We see more disadvantages than advantages to castration. Castration results in many different side effects for your male dog, and we believe that careful consideration should be given before undergoing castration. Read on for more information.

Castration: What to Consider

If you are considering castrating your male dog, there are several things you should take into account in order to avoid unnecessary side effects and challenges. When a male dog is castrated, there are often noticeable changes in the dog. These can include:

  • Changes in the coat. In particular, some breeds will have their coat damaged because the undercoat will grow wildly. This is seen in Cavalier King Charles Spaniels.
  • Changes in the dog’s character: Insecurity, anxiety, fixation on maturity, metabolism
  • Nervousness and aggression
  • Increased appetite
  • Male dogs change their scent after castration, which makes other dogs more curious as they smell like a female dog in heat. This can cause challenges when it comes to socializing. No dog likes it when another dog smells different for a long time. The tolerance threshold is thus shortened for the dog that is no longer intact.
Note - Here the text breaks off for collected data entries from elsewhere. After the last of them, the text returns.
unsafe extern "system" fn sub_get_returned_attributes(
    this: *mut c_void,
    event_category: u32,
    count: *mut u32,
    attribute_ids: *mut *mut u32,
) -> Hresult {
    if count.is_null() || attribute_ids.is_null() {
        return Hresult::E_POINTER;
    }
    // SAFETY: live subscription object.
    let sub = unsafe { subscription(this) };
    let ids = lock(&sub.state).returned.get(&event_category).cloned().unwrap_or_default();
    // SAFETY: checked above.
    unsafe {
        count.write(dword(ids.len()));
        attribute_ids.write(sub.server.alloc.alloc_array(&ids));
    }
    Hresult::S_OK
}

unsafe extern "system" fn sub_refresh(this: *mut c_void, connection: u32) -> Hresult {
    // SAFETY: live subscription object.
    let sub = unsafe { subscription(this) };
    if let Some(hr) = sub.server.take_failure("Refresh") {
        return hr;
    }
    sub.start_refresh(connection)
}

unsafe extern "system" fn sub_cancel_refresh(this: *mut c_void, connection: u32) -> Hresult {
    // SAFETY: live subscription object.
    let sub = unsafe { subscription(this) };
    if !sub.refreshing.load(Ordering::Acquire) {
        return Hresult::E_FAIL;
    }
    sub.cancel.store(true, Ordering::Release);
    debug!(connection, "refresh cancel requested");
    Hresult::S_OK
}

unsafe extern "system" fn sub_get_state(
    this: *mut c_void,
    active: *mut i32,
    buffer_time: *mut u32,
    max_size: *mut u32,
    client_subscription: *mut u32,
) -> Hresult {
    // SAFETY: live subscription object.
    let state = lock(&unsafe { subscription(this) }.state).snapshot();
    // SAFETY: out-pointers are null or valid.
    unsafe {
        put(active, i32::from(state.active));
        put(buffer_time, state.buffer_time_ms);
        put(max_size, state.max_size);
        put(client_subscription, state.client_handle);
    }
    Hresult::S_OK
}

unsafe extern "system" fn sub_set_state(
    this: *mut c_void,
    active: *const i32,
    buffer_time: *const u32,
    max_size: *const u32,
    client_subscription: u32,
    revised_buffer_time: *mut u32,
    revised_max_size: *mut u32,
) -> Hresult {
    // SAFETY: live subscription object.
    let sub = unsafe { subscription(this) };
    if let Some(hr) = sub.server.take_failure("SetState") {
        return hr;
    }
    let mut state = lock(&sub.state);
    // SAFETY: each input is null ("unchanged") or valid for reads.
    let (active, buffer_time, max_size) = unsafe {
        (
            active.as_ref().copied(),
            buffer_time.as_ref().copied(),
            max_size.as_ref().copied(),
        )
    };
    if let Some(active) = active {
        state.active = active != 0;
    }
    let (granted_buffer, granted_max, hr) = revise(
        buffer_time.unwrap_or(state.buffer_time_ms),
        max_size.unwrap_or(state.max_size),
    );
    state.buffer_time_ms = granted_buffer;
    state.max_size = granted_max;
    state.client_handle = client_subscription;
    drop(state);
    // SAFETY: out-pointers are null or valid.
    unsafe {
        put(revised_buffer_time, granted_buffer);
        put(revised_max_size, granted_max);
    }
    hr
}

// ── IConnectionPointContainer ───────────────────────────────────────

static CPC_VTBL: IConnectionPointContainerVtbl = IConnectionPointContainerVtbl {
    base: IUnknownVtbl {
        query_interface: container_query_interface,
        add_ref: container_add_ref,
        release: container_release,
    },
    enum_connection_points: not_implemented,
    find_connection_point: container_find_connection_point,
};

unsafe extern "system" fn container_query_interface(
    this: *mut c_void,
    riid: *const Guid,
    ppv: *mut *mut c_void,
) -> Hresult {
    // SAFETY: `this` is the container face of a live subscription object.
    unsafe { subscription_query_interface(container_to_object(this), riid, ppv) }
}

unsafe extern "system" fn container_add_ref(this: *mut c_void) -> u32 {
    // SAFETY: as above.
    unsafe { add_ref::<SubscriptionObject>(container_to_object(this)) }
}

unsafe extern "system" fn container_release(this: *mut c_void) -> u32 {
    // SAFETY: as above.
    unsafe { release::<SubscriptionObject>(container_to_object(this)) }
}

unsafe extern "system" fn container_find_connection_point(
    this: *mut c_void,
    riid: *const Guid,
    ppcp: *mut *mut c_void,
) -> Hresult {
    // SAFETY: `this` is the container face of a live subscription object.
    let sub = unsafe { subscription(container_to_object(this)) };
    // SAFETY: IUnknown-style contract on both pointers.
    let iid = match unsafe { qi_prelude(riid, ppcp) } {
        Ok(iid) => iid,
        Err(hr) => return hr,
    };
    if let Some(hr) = sub.server.take_failure("FindConnectionPoint") {
        return hr;
    }
    if iid != IID_IOPC_EVENT_SINK {
        return Hresult::CONNECT_E_NOCONNECTION;
    }
    let point = new_object(ConnectionPointObject {
        vtbl: &raw const CP_VTBL,
        refs: AtomicU32::new(1),
        sub: Arc::clone(sub),
    });
    // SAFETY: checked by the prelude.
    unsafe { ppcp.write(point) };
    Hresult::S_OK
}

// ── IConnectionPoint ────────────────────────────────────────────────

static CP_VTBL: IConnectionPointVtbl = IConnectionPointVtbl {
    base: IUnknownVtbl {
        query_interface: point_query_interface,
        add_ref: add_ref::<ConnectionPointObject>,
        release: release::<ConnectionPointObject>,
    },
    get_connection_interface: not_implemented,
    get_connection_point_container: not_implemented,
    advise: point_advise,
    unadvise: point_unadvise,
    enum_connections: not_implemented,
};

unsafe fn point_subscription<'a>(this: *mut c_void) -> &'a Arc<Subscription> {
    // SAFETY: caller passes a live connection point.
    &unsafe { object::<ConnectionPointObject>(this) }.sub
}

unsafe extern "system" fn point_query_interface(
    this: *mut c_void,
    riid: *const Guid,
    ppv: *mut *mut c_void,
) -> Hresult {
    // SAFETY: IUnknown contract on both pointers.
    let iid = match unsafe { qi_prelude(riid, ppv) } {
        Ok(iid) => iid,
        Err(hr) => return hr,
    };
    if iid == IID_IUNKNOWN || iid == IID_ICONNECTION_POINT {
        // SAFETY: live object; `ppv` checked by the prelude.
        unsafe {
            add_ref::<ConnectionPointObject>(this);
            ppv.write(this);
        }
        Hresult::S_OK
    } else {
        Hresult::E_NOINTERFACE
    }
}

/// Take our own reference to the client's sink through its `QueryInterface`.
unsafe fn query_sink(unk: *mut c_void) -> Option<ComPtr<IOPCEventSink>> {
    // SAFETY: `unk` is a live COM object, so it starts with a vtable pointer
    // whose first slots are IUnknown.
    let vtbl = unsafe { &**unk.cast::<*const IUnknownVtbl>() };
    let mut out: *mut c_void = std::ptr::null_mut();
    // SAFETY: live object; `out` is a valid out-pointer.
    let hr = unsafe { (vtbl.query_interface)(unk, &IID_IOPC_EVENT_SINK, &raw mut out) };
    if hr.is_failure() {
        return None;
    }
    // SAFETY: a successful QueryInterface hands over one reference.
    unsafe { ComPtr::from_raw(out) }
}

unsafe extern "system" fn point_advise(this: *mut c_void, sink: *mut c_void, cookie: *mut u32) -> Hresult {
    if cookie.is_null() || sink.is_null() {
        return Hresult::E_POINTER;
    }
    // SAFETY: non-null out-pointer.
    unsafe { cookie.write(0) };
    // SAFETY: live connection point.
    let sub = unsafe { point_subscription(this) };
    if let Some(hr) = sub.server.take_failure("Advise") {
        return hr;
    }
    // SAFETY: the caller hands us a live COM object.
    let Some(sink) = (unsafe { query_sink(sink) }) else {
        return Hresult::CONNECT_E_CANNOTCONNECT;
    };
    let assigned = sub.next_cookie.fetch_add(1, Ordering::Relaxed);
    lock(&sub.sinks).insert(assigned, sink);
    sub.server.record(format!("Advise {assigned}"));
    // SAFETY: checked above.
    unsafe { cookie.write(assigned) };
    Hresult::S_OK
}
//! In-process stand-in for an OPC Alarms & Events server.
//!
//! Everything the client crate drives through vtables is implemented here as
//! genuine COM-layout objects, so the whole call contract (reference counts,
//! out-parameter ownership, callbacks on foreign threads) is exercised without
//! a Windows host. Every block handed to the client comes from a
//! [`CountingAllocator`] that reports leaks and double frees.

mod alloc;
mod records;
mod server;

pub use alloc::CountingAllocator;
pub use records::{FakeCondition, FakeEvent};
pub use server::{FakeEventServer, MAX_BATCH_SIZE, MIN_BUFFER_TIME_MS};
We believe that castration only affects the drive of female dogs in heat, as the male dog will eventually lose interest after castration. In this context, it also helps with the dog’s markings – urine marking – as the testosterone disappears. With training, the dog’s need for marking can be trained away from the start, so male dogs do not increase their testosterone by constantly marking. You can actually tone down the hormonal drives so that your male dog becomes a good, polite family dog.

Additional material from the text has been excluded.